A Companhia de Diamantes de Angola
Depois desta vitória, Bernardo Reis passou a prestar este tipo de serviços em todas as Câmaras Municipais ao Norte do Douro até que, em 1960, vai para Angola. “Fiquei então ao serviço da grande Companhia de Diamantes de Angola (DIAMANG), uma única empresa com 50 mil quilómetros quadrados e um milhão e 25 mil quilómetros de área para pesquisa de diamantes, e até 1971 percorri Angola praticamente toda, juntamente com equipas de inspetores e de geólogos para definir os locais onde havia diamantes e encontrar reservas», revelou, acrescentando que em 1971 passaria para os serviços de Inspecção e Geologia e para a área da gestão, seguindo-se os cargos de “diretor de serviços de apoio geral”, “adjunto do diretor geral”, e de “diretor geral”, até que diz adeus a Angola em 3 de dezembro de 1977, ficando para a história como o último administrador da DIAMANG.

O regresso a Portugal marca o ingresso na então Sociedade Portuguesa de Empreendimentos (SPASA), em Lisboa, uma subholding do IPE EP – Instituto de Participações do Estado, mais tarde IPE SA, que utilizou o remanescente do capital das verbas vindas da DIAMANG para aplicar à área mineira (extração de volfrâmio, estanho e cobre), passando depois a realizar consultoria para diamantes em várias partes do Mundo, do Gabão à Guiné Conacri, e à prospeção de esmeraldas no Brasil e na Venezuela.
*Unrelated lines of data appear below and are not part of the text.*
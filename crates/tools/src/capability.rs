use crate::{Error, ParameterSchema, ToolDescriptor};
use serde::{Deserialize, Serialize};
use std::fmt;
use std::str::FromStr;

/// Optional features a server can switch on through the tool manifest.
#[derive(Debug, Clone, Copy, PartialEq, Eq, Hash, Serialize, Deserialize)]
#[serde(rename_all = "snake_case")]
pub enum Capability {
    Weather,
    Search,
}

impl Capability {
    /// Every known capability, in the order descriptors are emitted.
    pub const ALL: [Capability; 2] = [Capability::Weather, Capability::Search];

    /// Manifest key for this capability.
    pub fn as_str(self) -> &'static str {
        match self {
            Self::Weather => "weather",
            Self::Search => "search",
        }
    }

    /// Build the fixed descriptor template for this capability.
    pub fn descriptor(self) -> ToolDescriptor {
        match self {
            Self::Weather => weather_tool(),
            Self::Search => search_tool(),
        }
    }
}

impl fmt::Display for Capability {
    fn fmt(&self, f: &mut fmt::Formatter<'_>) -> fmt::Result {
        f.write_str(self.as_str())
    }
}

impl FromStr for Capability {
    type Err = Error;

    fn from_str(s: &str) -> Result<Self, Self::Err> {
        Self::ALL
            .into_iter()
            .find(|c| c.as_str() == s)
            .ok_or_else(|| Error::UnknownCapability(s.to_string()))
    }
}

fn weather_tool() -> ToolDescriptor {
    ToolDescriptor::function(
        "get_weather",
        "Get current weather and 7-day forecast for any location on Earth. \
         Includes temperature, humidity, precipitation, and wind speed.",
        ParameterSchema::object()
            .with_description("The location to get the weather for in English")
            .with_property(
                "location",
                ParameterSchema::string()
                    .with_description("The city or location name to get weather for"),
                true,
            ),
    )
}

fn search_tool() -> ToolDescriptor {
    ToolDescriptor::function(
        "search_web",
        "Search the web for current information about any topic",
        ParameterSchema::object().with_property("query", ParameterSchema::string(), true),
    )
}

#[cfg(test)]
mod tests {
    use super::*;
    use crate::SchemaType;
    use std::collections::HashSet;

    #[test]
    fn weather_template_requires_location() {
        let tool = Capability::Weather.descriptor();
        assert_eq!(tool.name, "get_weather");
        assert_eq!(tool.parameters.required, Some(vec!["location".to_string()]));

        let location = &tool.parameters.properties.as_ref().unwrap()["location"];
        assert_eq!(location.schema_type, SchemaType::String);
        assert!(location.description.is_some());
    }

    #[test]
    fn search_template_requires_query() {
        let tool = Capability::Search.descriptor();
        assert_eq!(tool.name, "search_web");
        assert_eq!(tool.parameters.required, Some(vec!["query".to_string()]));
        assert!(tool.parameters.description.is_none());
    }

    #[test]
    fn template_names_are_unique() {
        let names: HashSet<_> = Capability::ALL
            .into_iter()
            .map(|c| c.descriptor().name)
            .collect();
        assert_eq!(names.len(), Capability::ALL.len());
    }

    #[test]
    fn parse_capability_names() {
        assert_eq!("weather".parse::<Capability>().unwrap(), Capability::Weather);
        assert_eq!("search".parse::<Capability>().unwrap(), Capability::Search);
        assert!(matches!(
            "stocks".parse::<Capability>(),
            Err(Error::UnknownCapability(name)) if name == "stocks"
        ));
    }
}
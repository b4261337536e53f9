//! Configuration resolution for the CLI.

use std::path::{Path, PathBuf};

use runtime::Configuration;

use crate::error::{Error, Result};

/// Config file picked up from the working directory when present.
pub const CONFIG_FILE: &str = "parley.toml";

/// Command-line overrides applied on top of the file configuration.
#[derive(Debug, Default)]
pub struct Overrides<'a> {
    pub server: Option<&'a str>,
    pub voice: Option<&'a str>,
}

/// Load the configuration.
///
/// An explicit path must exist. Without one, `parley.toml` in the working
/// directory is used if present, otherwise the built-in defaults.
pub fn resolve(path: Option<&Path>, overrides: Overrides<'_>) -> Result<Configuration> {
    let mut config = match path {
        Some(path) if !path.exists() => {
            return Err(Error::ConfigNotFound {
                path: path.to_path_buf(),
            });
        }
        Some(path) => Configuration::load(path)?,
        None => {
            let default_path = PathBuf::from(CONFIG_FILE);
            if default_path.exists() {
                Configuration::load(&default_path)?
            } else {
                Configuration::default()
            }
        }
    };

    if let Some(server) = overrides.server {
        config.endpoints = config.endpoints.with_server(server);
    }
    if let Some(voice) = overrides.voice {
        config.select_voice(voice)?;
    }

    Ok(config)
}

#[cfg(test)]
mod tests {
    use super::*;

    #[test]
    fn missing_explicit_path_is_an_error() {
        let err = resolve(
            Some(Path::new("/nonexistent/parley.toml")),
            Overrides::default(),
        )
        .unwrap_err();
        assert!(matches!(err, Error::ConfigNotFound { .. }));
    }

    #[test]
    fn explicit_file_is_loaded_and_overridden() {
        let path = std::env::temp_dir().join(format!("parley-{}.toml", std::process::id()));
        std::fs::write(&path, "voice = \"ash\"\n").unwrap();

        let config = resolve(
            Some(&path),
            Overrides {
                server: Some("http://10.0.0.2:8888"),
                voice: None,
            },
        )
        .unwrap();
        std::fs::remove_file(&path).unwrap();

        assert_eq!(config.voice, "ash");
        assert_eq!(config.endpoints.tools_config, "http://10.0.0.2:8888/tools_config");
    }

    #[test]
    fn unknown_voice_override_is_rejected() {
        let path = std::env::temp_dir().join(format!("parley-voice-{}.toml", std::process::id()));
        std::fs::write(&path, "").unwrap();

        let result = resolve(
            Some(&path),
            Overrides {
                server: None,
                voice: Some("robot"),
            },
        );
        std::fs::remove_file(&path).unwrap();

        let err = result.unwrap_err();
        assert!(matches!(
            err,
            Error::Config(runtime::ConfigError::UnknownVoice(_))
        ));
    }
}
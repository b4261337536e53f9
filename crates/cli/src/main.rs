mod config;
mod error;

use std::path::PathBuf;

use clap::{Parser, Subcommand};
use runtime::{Capability, Configuration, LoadOutcome, ToolManifestLoader};
use tracing::debug;
use tracing_subscriber::{EnvFilter, fmt};

use config::Overrides;
use error::{Error, Result};

#[derive(Parser)]
#[command(name = "parley")]
#[command(about = "Realtime voice client configuration and tool manifest loader", long_about = None)]
#[command(version)]
struct Cli {
    /// Config file (defaults to ./parley.toml when present)
    #[arg(short, long, global = true)]
    config: Option<PathBuf>,

    /// Base URL of the manifest server, e.g. http://localhost:8888
    #[arg(long, global = true)]
    server: Option<String>,

    /// Voice to use for the session
    #[arg(long, global = true)]
    voice: Option<String>,

    #[command(subcommand)]
    command: Option<Commands>,
}

#[derive(Subcommand)]
enum Commands {
    /// Load the tool manifest and print the resulting tools
    Tools,
    /// Load the tool manifest and print the whole configuration
    Show,
    /// Print the glyph for a weather code
    Icon {
        /// WMO weather interpretation code
        code: u16,
    },
    /// Enable a capability on the server and reload
    Enable {
        /// Capability name (weather, search)
        capability: String,
    },
    /// Disable a capability on the server and reload
    Disable {
        /// Capability name (weather, search)
        capability: String,
    },
}

#[tokio::main]
async fn main() {
    init_tracing();

    if let Err(e) = run().await {
        eprintln!("Error: {e}");
        std::process::exit(1);
    }
}

fn init_tracing() {
    let filter = EnvFilter::try_from_default_env().unwrap_or_else(|_| EnvFilter::new("info"));
    fmt()
        .with_env_filter(filter)
        .with_target(false)
        .with_writer(std::io::stderr)
        .init();
}

async fn run() -> Result<()> {
    let cli = Cli::parse();

    let mut config = config::resolve(
        cli.config.as_deref(),
        Overrides {
            server: cli.server.as_deref(),
            voice: cli.voice.as_deref(),
        },
    )?;
    debug!(manifest = %config.endpoints.tools_config, "configuration resolved");

    match cli.command {
        Some(Commands::Tools) | None => cmd_tools(&mut config).await,
        Some(Commands::Show) => cmd_show(&mut config).await,
        Some(Commands::Icon { code }) => cmd_icon(&config, code),
        Some(Commands::Enable { capability }) => cmd_set(&mut config, &capability, true).await,
        Some(Commands::Disable { capability }) => cmd_set(&mut config, &capability, false).await,
    }
}

/// Application start: load the manifest once. A failed load is logged by the
/// loader and the client carries on without optional tools.
async fn start(config: &mut Configuration) -> Result<()> {
    let mut loader = ToolManifestLoader::new(&config.endpoints)?;
    if let Some(outcome) = loader.on_ready(config).await {
        debug!(?outcome, "start-up tool load finished");
    }
    Ok(())
}

async fn cmd_tools(config: &mut Configuration) -> Result<()> {
    start(config).await?;
    println!("{}", serde_json::to_string_pretty(config.tools())?);
    Ok(())
}

async fn cmd_show(config: &mut Configuration) -> Result<()> {
    start(config).await?;
    println!("{}", serde_json::to_string_pretty(&*config)?);
    Ok(())
}

fn cmd_icon(config: &Configuration, code: u16) -> Result<()> {
    match config.weather_icon(code) {
        Some(glyph) => println!("{glyph}"),
        None => println!("unknown weather code {code}"),
    }
    Ok(())
}

async fn cmd_set(config: &mut Configuration, capability: &str, enabled: bool) -> Result<()> {
    let capability: Capability = capability.parse()?;
    let mut loader = ToolManifestLoader::new(&config.endpoints)?;

    let mut manifest = loader.fetch().await?;
    manifest.set_enabled(capability, enabled);
    loader.update(&manifest).await?;

    match loader.load(config).await {
        LoadOutcome::Loaded { .. } => {
            println!("{}", serde_json::to_string_pretty(config.tools())?);
            Ok(())
        }
        LoadOutcome::Failed { reason } => Err(Error::LoadFailed { reason }),
    }
}
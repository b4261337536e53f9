use thiserror::Error;

/// Failure to fetch, decode, or publish the tool manifest.
#[derive(Debug, Error)]
pub enum ManifestLoadError {
    #[error("network error: {0}")]
    Network(String),

    #[error("HTTP error: status {0}")]
    Status(u16),

    #[error("invalid manifest: {0}")]
    Decode(String),
}

pub type Result<T> = std::result::Result<T, ManifestLoadError>;
//! Server-provided tool manifest.
//!
//! The manifest maps capability names to enablement records:
//!
//! ```json
//! { "weather": { "enabled": true }, "search": { "enabled": false } }
//! ```
//!
//! Only the presence of a boolean `enabled` flag is checked. Unknown keys and
//! extra fields are kept so a manifest can be written back untouched.

use crate::{Capability, ToolDescriptor};
use serde::{Deserialize, Serialize};
use serde_json::{Map, Value};

const ENABLED: &str = "enabled";

/// Capability enablement as published by the server.
#[derive(Debug, Clone, Default, PartialEq, Serialize, Deserialize)]
#[serde(transparent)]
pub struct ToolManifest {
    entries: Map<String, Value>,
}

impl ToolManifest {
    /// Create an empty manifest.
    pub fn new() -> Self {
        Self::default()
    }

    /// Parse a manifest from a JSON document. The top level must be an object.
    pub fn parse(json: &str) -> serde_json::Result<Self> {
        serde_json::from_str(json)
    }

    /// Whether `name` is present with `enabled` set to `true`.
    pub fn is_enabled(&self, name: &str) -> bool {
        self.entries
            .get(name)
            .and_then(|entry| entry.get(ENABLED))
            .and_then(Value::as_bool)
            .unwrap_or(false)
    }

    /// Enable or disable a capability, keeping any other fields of its record.
    pub fn set_enabled(&mut self, capability: Capability, enabled: bool) {
        let entry = self
            .entries
            .entry(capability.as_str())
            .or_insert_with(|| Value::Object(Map::new()));
        if !entry.is_object() {
            *entry = Value::Object(Map::new());
        }
        if let Value::Object(record) = entry {
            record.insert(ENABLED.to_string(), Value::Bool(enabled));
        }
    }

    /// Known capabilities that are enabled, in template order.
    pub fn enabled_capabilities(&self) -> impl Iterator<Item = Capability> + '_ {
        Capability::ALL
            .into_iter()
            .filter(|c| self.is_enabled(c.as_str()))
    }

    /// Build the descriptor list for every enabled capability.
    pub fn descriptors(&self) -> Vec<ToolDescriptor> {
        self.enabled_capabilities()
            .map(Capability::descriptor)
            .collect()
    }

    /// Raw manifest entries.
    pub fn entries(&self) -> &Map<String, Value> {
        &self.entries
    }
}
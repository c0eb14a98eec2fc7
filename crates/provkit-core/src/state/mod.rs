//! State machine module.

pub mod handlers;
pub mod machine;

pub use handlers::{CycleContext, CycleTask, run_cycle};
pub use machine::{SessionState, StopLimits};
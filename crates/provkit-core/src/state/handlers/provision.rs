//! License provisioning.

use super::CycleContext;
use crate::directory::{ComponentLicense, Directory};
use crate::events::{CycleFailure, CycleOutcome, CyclePhase, LogLevel, SessionEvent, SessionObserver};
use crate::hid::Hid;
use crate::protocol::{ResponseError, build_license_put_request, validate_put_response};
use crate::transport::Transport;

/// Push every license of `hid`, strictly in directory order.
///
/// The device counts as done only when every component succeeded. A fault
/// that leaves a reply unaccounted for ends the push; later components are
/// left for a future cycle.
pub fn handle_provision<T, O>(
    ctx: &mut CycleContext<'_, T, O>,
    hid: Hid,
    directory: &Directory,
) -> CycleOutcome
where
    T: Transport,
    O: SessionObserver + ?Sized,
{
    ctx.emit(SessionEvent::HidSuccess { hid: hid.clone() });

    let licenses = directory.lookup(&hid);
    if licenses.is_empty() {
        ctx.emit(SessionEvent::NoLicense { hid: hid.clone() });
        return CycleOutcome::NoLicense(hid);
    }

    ctx.goto(CyclePhase::Provisioning);
    let mut succeeded = 0;
    let mut failed = 0;
    let mut pending = licenses.iter();
    for license in pending.by_ref() {
        let result = put_license(ctx, license);
        let stop = matches!(&result, Err(f) if out_of_step(f));
        match &result {
            Ok(()) => {
                succeeded += 1;
                ctx.state.licenses_written += 1;
            }
            Err(_) => {
                failed += 1;
                ctx.state.licenses_failed += 1;
            }
        }
        ctx.emit(SessionEvent::LicenseComponentResult {
            hid: hid.clone(),
            component_id: license.component_id,
            result,
        });
        if stop {
            break;
        }
    }

    let skipped: Vec<u16> = pending.map(|l| l.component_id).collect();
    if !skipped.is_empty() {
        ctx.log(
            LogLevel::Warn,
            format!(
                "Link out of step, not attempted: {}",
                skipped
                    .iter()
                    .map(|id| format!("{:04X}", id))
                    .collect::<Vec<_>>()
                    .join(", ")
            ),
        );
    }

    if failed == 0 {
        ctx.emit(SessionEvent::DeviceProvisioned {
            hid: hid.clone(),
            components: succeeded,
        });
        CycleOutcome::Completed(hid)
    } else {
        ctx.emit(SessionEvent::DeviceIncomplete {
            hid: hid.clone(),
            succeeded,
            failed,
            skipped: skipped.len(),
        });
        CycleOutcome::Incomplete {
            hid,
            failed: failed + skipped.len(),
        }
    }
}

/// Whether a reply may still be in flight or was matched to the wrong request.
///
/// A device status (`Rejected(Device(..))`) is a clean answer; the next
/// component can go out on the same link.
fn out_of_step(failure: &CycleFailure) -> bool {
    match failure {
        CycleFailure::Transport(_) | CycleFailure::Frame(_) => true,
        CycleFailure::Rejected(e) => matches!(
            e,
            ResponseError::Reset
                | ResponseError::UnexpectedCommand { .. }
                | ResponseError::ComponentMismatch { .. }
        ),
        CycleFailure::Encode(_) | CycleFailure::Storage(_) => false,
    }
}

fn put_license<T, O>(ctx: &mut CycleContext<'_, T, O>, license: &ComponentLicense) -> Result<(), CycleFailure>
where
    T: Transport,
    O: SessionObserver + ?Sized,
{
    ctx.log(
        LogLevel::Debug,
        format!(
            "Writing component {:04X} ({} bytes)",
            license.component_id,
            license.license.len()
        ),
    );
    let request = build_license_put_request(license.component_id, &license.license)?;
    let reply = ctx.exchange(&request)?;
    validate_put_response(&reply, license.component_id)?;
    Ok(())
}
Também a título regional deu provas de profissionalismo e versatilidade, exercendo os mais diversos cargos nas mais prestigiadas instituições, designadamente na Adega Cooperativa de Vila Verde, na Adega Cooperativa de Barcelos, passando pelo Projeto Homem e pela APPACDM. Depois de deixar a Cooperativa Agrícola de Barcelos, fez parte do Conselho Fiscal da Santa Casa da Misericórdia de Braga durante três anos, assumindo o cargo de vice-provedor em 2003, ano em que se aposentou, passando, posteriormente, a provedor, em dezembro do mesmo ano, cargo que assume até hoje.

Membro ativo da Direção Nacional da União das Misericórdias Portuguesas ao longo de seis anos, assume ainda hoje a responsabilidade pela área do Património, vertente em que muito tem contribuído para a recuperação, divulgação e preservação do património das misericórdias. A este nível apostou na criação de núcleos museológicos, centros interpretativos, exposições, revistas e boletins, tendo sido o responsável pela primeira revista e pelo primeiro boletim da Misericórdia de Braga.